Fire by Kristin Cashore

FireA review by Rebecca Muir

Fire is a prequel to Graceling, but can be read as a stand-alone novel by anyone who hasn’t read Graceling (if you plan to read them both, it would be recommended to read Graceling first). Although it is as well written and as interesting a story line as Graceling, the tone is darker and grittier. This didn’t appeal to me as much, but will probably appeal to some readers more. It may be less suitable for younger readers.

The story is set in a land over a mountain range from the seven kingdoms of Graceling – mountains so high that there is little or no interaction between the two sides. On this side of the range there are creatures called monsters, like ordinary creatures except for their brilliant colours, their exceptional beauty giving them powers of allurement and control – and their hunger for the flesh of other monsters. There are monster birds, monster lions, monster bears, even monster bugs, and monster people. The book follows a young monster woman, Fire.
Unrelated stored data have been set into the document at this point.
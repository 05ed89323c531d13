//! AwesomeAPI, the last provider in the chain.
//!
//! Unknown codes come back as `404` with `{"code": "not_found", "message":
//! ...}`, and some lookups return a bare `null`.

use async_trait::async_trait;
use cep_core::{AddressProvider, CepCode, LookupOutcome};
use serde_json::Value;

use crate::client::{is_blank, is_truthy, map_address, required_str, FieldMap, HttpClient};
use crate::config::ProviderConfig;
use crate::error::Result;

pub const PROVIDER_ID: &str = "AWESOME_API";
pub const DEFAULT_BASE_URL: &str = "https://cep.awesomeapi.com.br";

const FIELDS: FieldMap = FieldMap {
    state: "state",
    city: "city",
    neighborhood: "district",
    street: "address",
};

#[derive(Debug, Clone)]
pub struct AwesomeApiProvider {
    http: HttpClient,
}

impl AwesomeApiProvider {
    pub fn new(config: ProviderConfig) -> Result<Self> {
        Ok(Self {
            http: HttpClient::new(config)?,
        })
    }

    /// Found means a non-null body with no error `code` and a non-empty `cep`.
    pub fn interpret(body: &Value) -> LookupOutcome {
        if is_blank(body) || is_truthy(body, "code") || required_str(body, "cep").is_none() {
            return LookupOutcome::Miss;
        }
        map_address(body, &FIELDS)
    }
}

#[async_trait]
impl AddressProvider for AwesomeApiProvider {
    fn id(&self) -> &'static str {
        PROVIDER_ID
    }

    async fn lookup(&self, code: &CepCode) -> LookupOutcome {
        match self.http.get_json(PROVIDER_ID, &format!("/json/{code}")).await {
            Ok(body) => Self::interpret(&body),
            Err(reason) => LookupOutcome::Unavailable(reason),
        }
    }
}
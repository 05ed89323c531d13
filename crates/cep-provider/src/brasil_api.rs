//! BrasilAPI, the first provider in the chain.
//!
//! `GET {base}/api/cep/v1/{code}` answers unknown codes with `404` and an
//! error document (`{"name": "CepPromiseError", ...}`), which carries no
//! `cep` field and so reads as [`LookupOutcome::Miss`].

use async_trait::async_trait;
use cep_core::{AddressProvider, CepCode, LookupOutcome};
use serde_json::Value;

use crate::client::{is_blank, map_address, required_str, FieldMap, HttpClient};
use crate::config::ProviderConfig;
use crate::error::Result;

pub const PROVIDER_ID: &str = "BRASIL_API";
pub const DEFAULT_BASE_URL: &str = "https://brasilapi.com.br";

const FIELDS: FieldMap = FieldMap {
    state: "state",
    city: "city",
    neighborhood: "neighborhood",
    street: "street",
};

#[derive(Debug, Clone)]
pub struct BrasilApiProvider {
    http: HttpClient,
}

impl BrasilApiProvider {
    pub fn new(config: ProviderConfig) -> Result<Self> {
        Ok(Self {
            http: HttpClient::new(config)?,
        })
    }

    /// Maps a decoded response body to an outcome.
    ///
    /// A payload counts as found only when it carries a non-empty `cep`.
    pub fn interpret(body: &Value) -> LookupOutcome {
        if is_blank(body) || required_str(body, "cep").is_none() {
            return LookupOutcome::Miss;
        }
        map_address(body, &FIELDS)
    }
}

#[async_trait]
impl AddressProvider for BrasilApiProvider {
    fn id(&self) -> &'static str {
        PROVIDER_ID
    }

    async fn lookup(&self, code: &CepCode) -> LookupOutcome {
        match self
            .http
            .get_json(PROVIDER_ID, &format!("/api/cep/v1/{code}"))
            .await
        {
            Ok(body) => Self::interpret(&body),
            Err(reason) => LookupOutcome::Unavailable(reason),
        }
    }
}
Fire has always been in danger from other monster creatures who hunger for her flesh. Fire is also in danger from humans who are scared of her and hate her for who she is, for the power she can wield over them and even for their own attraction to her. As the book unfolds, however, Fire and those close to her realise that there is a new threat – even greater because they do not know the true nature of it. There is also the constant threat to the land from two feuding lords who both seek to overthrow the young king.

Fire must come to terms with who she is and what she can do. She must learn to trust other people and to face up to the reactions she elicits from people all around her. She must also come to terms with the lurking nightmares of her past. It is a book about friendship and love, but primarily it is a book about identity, and what it is that shapes who we are – our past, our parents, our experiences, our abilities and our relationships with those around us.

Previously published in Dark Matter issue 5, September 2011.  This blog has been pre-dated to reflect the date of original publication.